We need you to be citizens. An education is only useful if we do something with our education. If we merely go to college to get a job, then we will miss the opportunity to earn an education, and transform our understanding of the world, and transform our sense of self.
Education is more powerful than a job.
Politics is not something that happens every four years. Politics happens when you open the door to Old Soul Coffee House for someone, and you look that person in their eyes, and you share that one moment with each other, and you carry that moment with you when you walk through the rest of your day. And you feel seen. You exist. That is political.
Politics is when you reach out, seriously reach across chasms, and you listen. And when you listen, you make the person talking to you feel like they are the only person alive, that nothing is more important to you than this moment of listening to them, and you are not waiting to speak.
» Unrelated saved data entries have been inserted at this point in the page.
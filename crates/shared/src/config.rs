//! Application configuration management.

use serde::Deserialize;

/// Environment variable that overrides `cors.front_url`.
pub const FRONT_URL_VAR: &str = "FRONT_URL";

/// Application configuration.
#[derive(Debug, Clone, Default, Deserialize)]
pub struct AppConfig {
    /// Server configuration.
    #[serde(default)]
    pub server: ServerConfig,
    /// Database configuration.
    #[serde(default)]
    pub database: DatabaseConfig,
    /// Cross-origin configuration.
    #[serde(default)]
    pub cors: CorsConfig,
    /// Image storage configuration.
    #[serde(default)]
    pub images: ImagesConfig,
}

/// Server configuration.
#[derive(Debug, Clone, Deserialize)]
pub struct ServerConfig {
    /// Host to bind to.
    #[serde(default = "default_host")]
    pub host: String,
    /// Port to listen on.
    #[serde(default = "default_port")]
    pub port: u16,
}

impl Default for ServerConfig {
    fn default() -> Self {
        Self {
            host: default_host(),
            port: default_port(),
        }
    }
}

fn default_host() -> String {
    "0.0.0.0".to_string()
}

fn default_port() -> u16 {
    9000
}

/// Database configuration.
#[derive(Debug, Clone, Deserialize)]
pub struct DatabaseConfig {
    /// Database connection URL.
    #[serde(default = "default_database_url")]
    pub url: String,
    /// Maximum number of connections in the pool.
    #[serde(default = "default_max_connections")]
    pub max_connections: u32,
    /// Minimum number of connections in the pool.
    #[serde(default = "default_min_connections")]
    pub min_connections: u32,
    /// Run pending migrations when the server starts.
    #[serde(default = "default_auto_migrate")]
    pub auto_migrate: bool,
}

impl DatabaseConfig {
    /// Config for the given URL with default pool settings.
    #[must_use]
    pub fn with_url(url: impl Into<String>) -> Self {
        Self {
            url: url.into(),
            ..Self::default()
        }
    }
}

impl Default for DatabaseConfig {
    fn default() -> Self {
        Self {
            url: default_database_url(),
            max_connections: default_max_connections(),
            min_connections: default_min_connections(),
            auto_migrate: default_auto_migrate(),
        }
    }
}

fn default_database_url() -> String {
    "sqlite:mercari.sqlite3?mode=rwc".to_string()
}

fn default_max_connections() -> u32 {
    10
}

fn default_min_connections() -> u32 {
    1
}

fn default_auto_migrate() -> bool {
    true
}

/// Cross-origin configuration.
#[derive(Debug, Clone, Deserialize)]
pub struct CorsConfig {
    /// The single origin allowed to call the API from a browser.
    #[serde(default = "default_front_url")]
    pub front_url: String,
}

impl Default for CorsConfig {
    fn default() -> Self {
        Self {
            front_url: default_front_url(),
        }
    }
}

fn default_front_url() -> String {
    "http://localhost:3000".to_string()
}

/// Image storage configuration.
#[derive(Debug, Clone, Deserialize)]
pub struct ImagesConfig {
    /// Directory holding the content-addressed image files.
    #[serde(default = "default_images_dir")]
    pub dir: String,
    /// File served when a requested image does not exist.
    #[serde(default = "default_image")]
    pub default_image: String,
    /// Upper bound on a request body carrying an upload.
    #[serde(default = "default_max_upload_bytes")]
    pub max_upload_bytes: usize,
}

impl Default for ImagesConfig {
    fn default() -> Self {
        Self {
            dir: default_images_dir(),
            default_image: default_image(),
            max_upload_bytes: default_max_upload_bytes(),
        }
    }
}

fn default_images_dir() -> String {
    "images".to_string()
}

fn default_image() -> String {
    "default.jpg".to_string()
}

fn default_max_upload_bytes() -> usize {
    10 * 1024 * 1024 // 10MB
}

impl AppConfig {
    /// Loads configuration from environment and config files.
    ///
    /// Later sources win: `config/default`, `config/{RUN_MODE}`,
    /// `BAZAAR__*` variables, then `FRONT_URL`.
    ///
    /// # Errors
    ///
    /// Returns an error if configuration cannot be loaded.
    pub fn load() -> Result<Self, config::ConfigError> {
        let run_mode = std::env::var("RUN_MODE").unwrap_or_else(|_| "development".to_string());

        let config = config::Config::builder()
            .add_source(config::File::with_name("config/default").required(false))
            .add_source(config::File::with_name(&format!("config/{run_mode}")).required(false))
            .add_source(
                config::Environment::with_prefix("BAZAAR")
                    .separator("__")
                    .try_parsing(true),
            )
            .set_override_option("cors.front_url", std::env::var(FRONT_URL_VAR).ok())?
            .build()?;

        config.try_deserialize()
    }

    /// Address the server binds to, as `host:port`.
    #[must_use]
    pub fn bind_addr(&self) -> String {
        format!("{}:{}", self.server.host, self.server.port)
    }
}
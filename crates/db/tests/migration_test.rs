//! Migration round-trip tests.

use bazaar_db::{
    connect,
    migration::{Migrator, MigratorTrait},
};
use bazaar_shared::config::DatabaseConfig;
use sea_orm::{ConnectionTrait, DatabaseConnection, Statement};
use tempfile::TempDir;

async fn open(dir: &TempDir) -> DatabaseConnection {
    let url = format!(
        "sqlite:{}?mode=rwc",
        dir.path().join("migrations.sqlite3").display()
    );
    connect(&DatabaseConfig::with_url(url))
        .await
        .expect("Failed to connect to database")
}

async fn table_exists(db: &DatabaseConnection, table: &str) -> bool {
    let sql = format!("SELECT name FROM sqlite_master WHERE type = 'table' AND name = '{table}'");
    db.query_one(Statement::from_string(db.get_database_backend(), sql))
        .await
        .expect("Query should succeed")
        .is_some()
}

#[tokio::test]
async fn test_up_creates_tables() {
    let dir = TempDir::new().unwrap();
    let db = open(&dir).await;

    Migrator::up(&db, None).await.expect("up should succeed");

    assert!(table_exists(&db, "items").await);
    assert!(table_exists(&db, "category").await);
}

#[tokio::test]
async fn test_up_is_idempotent() {
    let dir = TempDir::new().unwrap();
    let db = open(&dir).await;

    Migrator::up(&db, None).await.expect("first up should succeed");
    Migrator::up(&db, None).await.expect("second up should succeed");

    let pending = Migrator::get_pending_migrations(&db).await.unwrap();
    assert!(pending.is_empty());
}

#[tokio::test]
async fn test_down_drops_tables() {
    let dir = TempDir::new().unwrap();
    let db = open(&dir).await;

    Migrator::up(&db, None).await.unwrap();
    Migrator::down(&db, None).await.expect("down should succeed");

    assert!(!table_exists(&db, "items").await);
    assert!(!table_exists(&db, "category").await);
}
//! Shared errors and configuration for Bazaar.
//!
//! This crate provides common types used across all other crates:
//! - Application-wide error types
//! - Configuration management

pub mod config;
pub mod error;

pub use config::AppConfig;
pub use error::AppError;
You are listening. And that thing inside you that you feel beginning to move, just a flutter of movement, that is your soul waking up, because you are moving outside of the boundaries of your own skin into the skin and breath and voice of someone who is not you.
My brother came out to California to help me with work around my home. One day he wore a Pittsburgh Penguins t-shirt that said: All guts no glory. We must be this. We must embrace this. We live each day not for recognition, not for the glory of being recognized, of being given a prize, at trophy, by someone outside of us, but as a way of expressing our guts, our inner sense of being. We live, we act, because we want to be alive.
If you want to change profile picture to show some sort of passive solidarity, do so. But understand that is not enough. Martin Luther King, Bobby Kennedy, and others did not sit on their sofa in the safety of their homes clicking “like” and thinking their work was done. That is only the beginning.
If you want to wear a safety pin, do so. But actively be that person that makes difference matter, that opens to difference, but that means all forms of difference, even difference that may make you uncomfortable.
Every photograph, every sentence, every line of poetry should threaten the boundary between aesthetics and politics.